Na publicação, o pai de Henry ressaltou que a soltura anterior de Monique representava uma ameaça à investigação. "Porque deixar alguém solto, colocando em risco o processo e as testemunhas não é só um erro. É uma afronta à Justiça e toda a sociedade", declarou.
Leniel ainda reforçou seu compromisso com a busca por justiça: "Meu filho Henry merece justiça e eu não vou parar, não vou recuar e não vou me calar até que ela seja completa."
Monique Medeiros se entregou à Polícia Civil do Rio de Janeiro na manhã de segunda-feira, após decisão do ministro do Supremo Tribunal Federal (STF), Gilmar Mendes, que determinou seu retorno à prisão. A acusada havia sido solta no mês passado.
Segundo a Polícia Civil, Monique apresentou-se na 34ª Delegacia de Polícia, em Bangu, zona oeste da capital fluminense, onde foi cumprido o mandado de prisão preventiva.
Em 23 de março, a juíza Elizabeth Machado Louro, do Tribunal de Justiça do Rio (TJ-RJ), concedeu liberdade provisória à Monique sob o entendimento de que sua prisão era ilegal devido ao "despropositado prazo da prisão". Ela estava detida de forma provisória desde 2021, tendo sido liberada em 2022, mas retornado meses depois.
No entanto, esse argumento foi rejeitado por Gilmar Mendes na sexta-feira (17). O ministro destacou que a necessidade da prisão preventiva já havia sido reconhecida em julgamentos anteriores, com base na gravidade dos fatos e em indícios de coação de testemunhas, o que justificaria a medida para garantir a ordem pública e o andamento da instrução criminal.

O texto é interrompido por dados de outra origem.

use clap::Parser;
use log::info;
use rand::Rng;
use server::network::Server;
use shared::udp::UdpDriver;
use shared::{Command, Target, Vec3};
use std::time::{Duration, Instant};

#[derive(Parser, Debug)]
#[command(author, version, about, long_about = None)]
struct Args {
    /// Port to listen on
    #[arg(short, long, default_value = "9000")]
    port: u16,

    /// Maximum number of concurrent client connections
    #[arg(short, long, default_value = "16")]
    max_clients: usize,

    /// Tick rate (updates per second)
    #[arg(short, long, default_value = "30")]
    tick_rate: u32,

    /// Broadcast a random position to all clients every N seconds
    #[arg(long)]
    announce_secs: Option<u64>,
}

#[tokio::main]
async fn main() -> Result<(), Box<dyn std::error::Error>> {
    env_logger::init();

    if std::env::var("RUST_LOG").is_err() {
        eprintln!("Set RUST_LOG=info for detailed logging");
    }

    let args = Args::parse();

    let mut server = Server::new(UdpDriver::new());
    server.start(args.port, args.max_clients)?;

    let mut ticker = tokio::time::interval(Duration::from_secs_f64(1.0 / args.tick_rate as f64));
    let announce_every = args.announce_secs.map(Duration::from_secs);
    let mut last_announce = Instant::now();

    loop {
        tokio::select! {
            _ = ticker.tick() => {
                server.tick();

                if let Some(every) = announce_every {
                    if last_announce.elapsed() >= every && !server.client_ids().is_empty() {
                        last_announce = Instant::now();
                        let mut rng = rand::thread_rng();
                        let position = Vec3::new(
                            rng.gen_range(0.0..255.0),
                            rng.gen_range(0.0..255.0),
                            rng.gen_range(0.0..255.0),
                        );
                        server.send_to_clients(Command::Position(position), Target::Broadcast);
                    }
                }
            }
            _ = tokio::signal::ctrl_c() => {
                info!("Received Ctrl+C, shutting down");
                break;
            }
        }
    }

    Ok(())
}
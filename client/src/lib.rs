//! # Command Protocol Client Library
//!
//! Client side of the command protocol: one connection to a server over an
//! unreliable datagram transport, driven one tick at a time.
//!
//! ## Architecture Overview
//!
//! ### Session State Machine
//! The session moves through `Idle → Started → Connecting → Connected` and
//! back to `Idle` on disconnect. Connection establishment is asynchronous
//! from the session's point of view: `connect` issues the attempt and the
//! outcome arrives as a transport event on a later tick.
//!
//! ### Per-Tick Message Pump
//! Every tick drains all pending transport events in arrival order, decodes
//! data frames into typed commands, surfaces them to subscribed observers
//! and flushes the outbound queue as the tick's single send point.
//!
//! ### Keep-Alive
//! Once connected, the session queues a keep-alive command on a fixed
//! interval so the server can distinguish a quiet client from a dead one.
//! The server echoes each keep-alive back, which in turn keeps the client's
//! own liveness view of the server fresh. The timer starts exactly once on
//! the first Connect event and stops on teardown.
//!
//! ## Module Organization
//!
//! - [`keepalive`]: the tick-confined repeating liveness timer
//! - [`network`]: the client session and its tick loop
//!
//! ## Usage Example
//!
//! ```rust,no_run
//! use client::network::Client;
//! use shared::udp::UdpDriver;
//! use shared::{Command, DEFAULT_KEEP_ALIVE_INTERVAL};
//!
//! fn main() -> Result<(), Box<dyn std::error::Error>> {
//!     let mut client = Client::new(UdpDriver::new(), DEFAULT_KEEP_ALIVE_INTERVAL);
//!     client.start();
//!     client.connect("127.0.0.1:9000".parse()?)?;
//!
//!     loop {
//!         // Drive one tick per frame or interval
//!         client.tick();
//!
//!         if client.is_connected() {
//!             client.send_to_server(Command::CustomMessage("hello".to_string()));
//!         }
//!         # break;
//!     }
//!
//!     client.disconnect();
//!     Ok(())
//! }
//! ```
//!
//! ## Design Notes
//!
//! The core is single-threaded and never blocks; all transport interaction
//! is non-blocking polling. Notifications (connect, disconnect, received
//! commands) are delivered synchronously to injected observers within the
//! tick that detected them — there is no process-wide singleton to hook.

pub mod keepalive;
pub mod network;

"Enquanto cumpria prisão domiciliar, a acusada teria coagido importante testemunha (a babá da vítima), de modo a prejudicar a elucidação dos fatos", afirmou o ministro.
Gilmar Mendes também afastou a tese de excesso de prazo, ressaltando que o adiamento do julgamento ocorreu por fatores atribuídos à própria defesa, como o abandono do plenário por advogado de corréu, o que, segundo ele, não configura constrangimento ilegal.
O menino Henry Borel morreu na madrugada de 8 de março de 2021, aos quatro anos, no apartamento onde morava com a mãe, Monique, e o padrasto, Jairo Souza Santos Júnior, o Jairinho, também réu e preso pelo crime.